“Mulai besok, Mas akan membuka rekening. Setelah itu, 20% dari gaji Mas, akan kita tabungkan pada rekening yang Mas buka itu”
“Untuk apa Mas?” masih saja Ima bertanya, padahal keinginan untuk memiliki rumah itu, sudah berkali-kali disampaikan Tono.
“Uang itu, akan kita belikan rumah, Mas ingin, kelak ketika pensiun, kita sudah memiliki rumah Ma..”
“Tapi… Mas”
“Mas tahu, maksud Ima, untuk makan saja tidak cukup, apalagi harus dikurangi untuk ditabungkan” ujar Tono, coba membaca jalan pikiran Ima. Tono sadar, masalah ini bukan sederhana.
“Iya Mas..”
“Mas akan cari tambahan diluar Ma, Mas akan jadi supir tembak angkotnya Mas Gatot. Kemarin kita sudah ngomong banyak, Mas Gatot setuju untuk kasi Mas, waktu empat jam setiap harinya” jawab Tono lagi.
Terkadang, kita dipaksa untuk dewasa, saat kemudahan tak ada
Terkadang kita terpaksa jadi orang tua, ketika semua bergantung pada kita
Rencana menabungkan gaji 20% dari yang diterima terwujud, semua sesuai dengan keinginan Tono. Malah kondisi ekonomi keluarga semakin baik. Penghasilan tiap hari yang dibawa Tono pulang, dapat menutup kebutuhan sehari-hari.
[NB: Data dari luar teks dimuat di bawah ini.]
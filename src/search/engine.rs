//! Multi-source keyword search over the persisted corpora

use crate::search::results::{
    CombinedResults, DocResult, ExampleHit, ExampleResults, FileResult, PatternResult, SearchError,
    SearchHit, SearchSource, SourceStatus,
};
use crate::search::scoring::{score_document, score_file, score_pattern, snippet, FoldedQuery};
use crate::storage::{Collection, Storage, StorageResult};
use crate::types::{Document, PatternIndex, PatternRecord, RepositoryFile, TopicIndex};
use std::sync::{Arc, OnceLock};

type Cached<T> = OnceLock<Result<Arc<T>, SearchError>>;

/// Keyword search engine over one data directory
///
/// Each corpus is loaded on first use and kept for the engine's lifetime,
/// including a failed load: a corpus that was unavailable stays unavailable
/// until a new engine is created.
pub struct SearchEngine<S: Storage> {
    storage: S,
    documents: Cached<Vec<Document>>,
    files: Cached<Vec<RepositoryFile>>,
    patterns: Cached<PatternIndex>,
    topics: Cached<TopicIndex>,
}

impl<S: Storage> SearchEngine<S> {
    pub fn new(storage: S) -> Self {
        Self {
            storage,
            documents: OnceLock::new(),
            files: OnceLock::new(),
            patterns: OnceLock::new(),
            topics: OnceLock::new(),
        }
    }

    /// Ranks documentation pages against `query`
    ///
    /// Pages scoring zero are dropped; ties keep corpus order.
    ///
    /// # Arguments
    ///
    /// * `query` - Case-insensitive substring to look for
    /// * `limit` - Maximum number of results
    ///
    /// # Returns
    ///
    /// * `Ok(Vec<DocResult>)` - Results sorted by descending score
    /// * `Err(SearchError)` - The documentation corpus is not available
    pub fn search_docs(&self, query: &str, limit: usize) -> Result<Vec<DocResult>, SearchError> {
        let documents = self.documents()?;
        let query = FoldedQuery::new(query);
        if query.is_empty() || limit == 0 {
            return Ok(Vec::new());
        }

        let mut scored: Vec<(u32, &Document)> = documents
            .iter()
            .map(|doc| (score_document(doc, &query), doc))
            .filter(|(score, _)| *score > 0)
            .collect();
        scored.sort_by(|a, b| b.0.cmp(&a.0));

        Ok(scored
            .into_iter()
            .take(limit)
            .map(|(score, doc)| DocResult {
                url: doc.url.clone(),
                title: doc.title.clone(),
                score,
                snippet: snippet(&doc.content, &query),
            })
            .collect())
    }

    /// Finds repository examples filed under topics matching `topic`
    ///
    /// A topic matches when its name contains the query or the query contains
    /// the name. Examples are shared out evenly: each matched topic
    /// contributes at most `ceil(limit / matched)` before the list is cut to
    /// `limit`. With no match, the full sorted topic list is returned instead.
    pub fn search_github_examples(
        &self,
        topic: &str,
        limit: usize,
    ) -> Result<ExampleResults, SearchError> {
        let topics = self.topics()?;
        let query = topic.trim().to_lowercase();

        let matched: Vec<&String> = if query.is_empty() {
            Vec::new()
        } else {
            topics
                .keys()
                .filter(|name| {
                    let name = name.to_lowercase();
                    name.contains(&query) || query.contains(&name)
                })
                .collect()
        };

        if matched.is_empty() {
            return Ok(ExampleResults {
                query: topic.to_string(),
                matched_topics: Vec::new(),
                examples: Vec::new(),
                available_topics: topics.keys().cloned().collect(),
            });
        }

        let per_topic = limit.div_ceil(matched.len());
        let mut examples: Vec<ExampleHit> = matched
            .iter()
            .flat_map(|name| {
                topics[*name]
                    .iter()
                    .take(per_topic)
                    .map(move |example| ExampleHit {
                        topic: (*name).clone(),
                        example: example.clone(),
                    })
            })
            .collect();
        examples.truncate(limit);

        Ok(ExampleResults {
            query: topic.to_string(),
            matched_topics: matched.into_iter().cloned().collect(),
            examples,
            available_topics: Vec::new(),
        })
    }

    /// Ranks repository files against `query`
    pub fn search_github_files(
        &self,
        query: &str,
        limit: usize,
    ) -> Result<Vec<FileResult>, SearchError> {
        let files = self.files()?;
        let query = FoldedQuery::new(query);
        if query.is_empty() || limit == 0 {
            return Ok(Vec::new());
        }

        let mut scored: Vec<(u32, &RepositoryFile)> = files
            .iter()
            .map(|file| (score_file(file, &query), file))
            .filter(|(score, _)| *score > 0)
            .collect();
        scored.sort_by(|a, b| b.0.cmp(&a.0));

        Ok(scored
            .into_iter()
            .take(limit)
            .map(|(score, file)| FileResult {
                repository: file.repository.clone(),
                path: file.path.clone(),
                url: file.url.clone(),
                file_type: file.file_type,
                score,
                snippet: snippet(&file.content, &query),
            })
            .collect())
    }

    /// Ranks extracted code patterns against `query`
    pub fn search_patterns(
        &self,
        query: &str,
        limit: usize,
    ) -> Result<Vec<PatternResult>, SearchError> {
        let patterns = self.patterns()?;
        let query = FoldedQuery::new(query);
        if query.is_empty() || limit == 0 {
            return Ok(Vec::new());
        }

        let mut scored: Vec<(u32, &'static str, &PatternRecord)> = patterns
            .iter_all()
            .map(|(kind, record)| (score_pattern(record, &query), kind, record))
            .filter(|(score, _, _)| *score > 0)
            .collect();
        scored.sort_by(|a, b| b.0.cmp(&a.0));

        Ok(scored
            .into_iter()
            .take(limit)
            .map(|(score, kind, record)| PatternResult {
                kind: kind.to_string(),
                definition: record.definition.clone(),
                path: record.path.clone(),
                repository: record.repository.clone(),
                url: record.url.clone(),
                score,
            })
            .collect())
    }

    /// Searches several sources and merges the results by score
    ///
    /// Each source is asked for `ceil(limit / sources)` results. A source that
    /// fails is reported in `sources` with its error instead of failing the
    /// whole call. An empty `sources` list means every source.
    ///
    /// # Returns
    ///
    /// At most `limit` hits, sorted by descending score
    pub fn search_all(&self, query: &str, sources: &[SearchSource], limit: usize) -> CombinedResults {
        let mut selected: Vec<SearchSource> = Vec::new();
        for source in sources {
            if !selected.contains(source) {
                selected.push(*source);
            }
        }
        if selected.is_empty() {
            selected = SearchSource::ALL.to_vec();
        }

        let per_source = limit.div_ceil(selected.len());
        let mut results = Vec::new();
        let mut statuses = Vec::with_capacity(selected.len());

        for source in selected {
            let hits: Result<Vec<SearchHit>, SearchError> = match source {
                SearchSource::Docs => self
                    .search_docs(query, per_source)
                    .map(|r| r.into_iter().map(SearchHit::Docs).collect()),
                SearchSource::Github => self
                    .search_github_files(query, per_source)
                    .map(|r| r.into_iter().map(SearchHit::Github).collect()),
                SearchSource::Patterns => self
                    .search_patterns(query, per_source)
                    .map(|r| r.into_iter().map(SearchHit::Patterns).collect()),
            };

            match hits {
                Ok(hits) => {
                    statuses.push(SourceStatus {
                        source,
                        hits: hits.len(),
                        error: None,
                    });
                    results.extend(hits);
                }
                Err(e) => {
                    tracing::debug!("Source {} unavailable: {}", source, e);
                    statuses.push(SourceStatus {
                        source,
                        hits: 0,
                        error: Some(e),
                    });
                }
            }
        }

        results.sort_by_key(|hit| std::cmp::Reverse(hit.score()));
        results.truncate(limit);

        CombinedResults {
            query: query.to_string(),
            results,
            sources: statuses,
        }
    }

    fn documents(&self) -> Result<Arc<Vec<Document>>, SearchError> {
        cached(&self.documents, Collection::Documents, || {
            self.storage.load_documents()
        })
    }

    fn files(&self) -> Result<Arc<Vec<RepositoryFile>>, SearchError> {
        cached(&self.files, Collection::RepositoryFiles, || {
            self.storage.load_repository_files()
        })
    }

    fn patterns(&self) -> Result<Arc<PatternIndex>, SearchError> {
        cached(&self.patterns, Collection::Patterns, || {
            self.storage.load_patterns()
        })
    }

    fn topics(&self) -> Result<Arc<TopicIndex>, SearchError> {
        cached(&self.topics, Collection::Topics, || self.storage.load_topics())
    }
}

fn cached<T>(
    cell: &Cached<T>,
    collection: Collection,
    load: impl FnOnce() -> StorageResult<T>,
) -> Result<Arc<T>, SearchError> {
    cell.get_or_init(|| match load() {
        Ok(value) => {
            tracing::debug!("Loaded {} corpus", collection);
            Ok(Arc::new(value))
        }
        Err(e) => {
            tracing::warn!("Failed to load {} corpus: {}", collection, e);
            Err(SearchError::from_storage(collection, &e))
        }
    })
    .clone()
}
//! Shared fixtures for the integration tests

use onyx_harvest::config::{
    Config, CrawlerConfig, GithubConfig, OutputConfig, SiteEntry, UserAgentConfig,
};
use std::path::Path;
use wiremock::ResponseTemplate;

/// Creates a test configuration with one documentation site under `/book/`
pub fn create_test_config(docs_base: &str, api_base: &str, data_dir: &Path) -> Config {
    Config {
        crawler: CrawlerConfig {
            delay_ms: 0,
            timeout_secs: 5,
            max_pages: 50,
            max_consecutive_failures: 5,
            freshness_days: 7,
        },
        user_agent: UserAgentConfig {
            crawler_name: "TestBot".to_string(),
            crawler_version: "1.0.0".to_string(),
            contact_url: "https://example.com/contact".to_string(),
        },
        output: OutputConfig {
            data_dir: data_dir.to_string_lossy().into_owned(),
        },
        sites: vec![SiteEntry {
            seed: format!("{}/book/index.html", docs_base),
            allow_prefixes: vec!["/book/".to_string()],
            exclude_substrings: vec![],
            exclude_suffixes: vec![".pdf".to_string()],
            exclude_paths: vec![],
        }],
        github: GithubConfig {
            api_base: api_base.to_string(),
            blob_delay_ms: 0,
            repo_delay_ms: 0,
            ..GithubConfig::default()
        },
    }
}

/// An HTML page response
pub fn html(body: &str) -> ResponseTemplate {
    ResponseTemplate::new(200).set_body_raw(body.as_bytes().to_vec(), "text/html")
}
Demikianlah, hukum alam memang begitu, tak ada yang gratis, semuanya dalam volume yang sama, semua hanya peralihan dari satu hal menjadi hal yang lain. Kelebihan penghasilan Tono, harus dibayar dengan berkurangnya waktu untuk berkumpul dengan Ima, Tono hanyut dalam rutinitas mencari tambahan, Ima makin tersingkirkan dalam kesunyian di rumah, entah karena konpensasi dari kekurangan fisik yang dimilikinya, atau karena kekurangan ilmu dan gaulnya, Ima makin tenggelam dalam cemburu yang membabi buta. Cemburu yang bukan hanya terhadap wanita, tetapi juga pada perolehan rezeki yang Tono terima.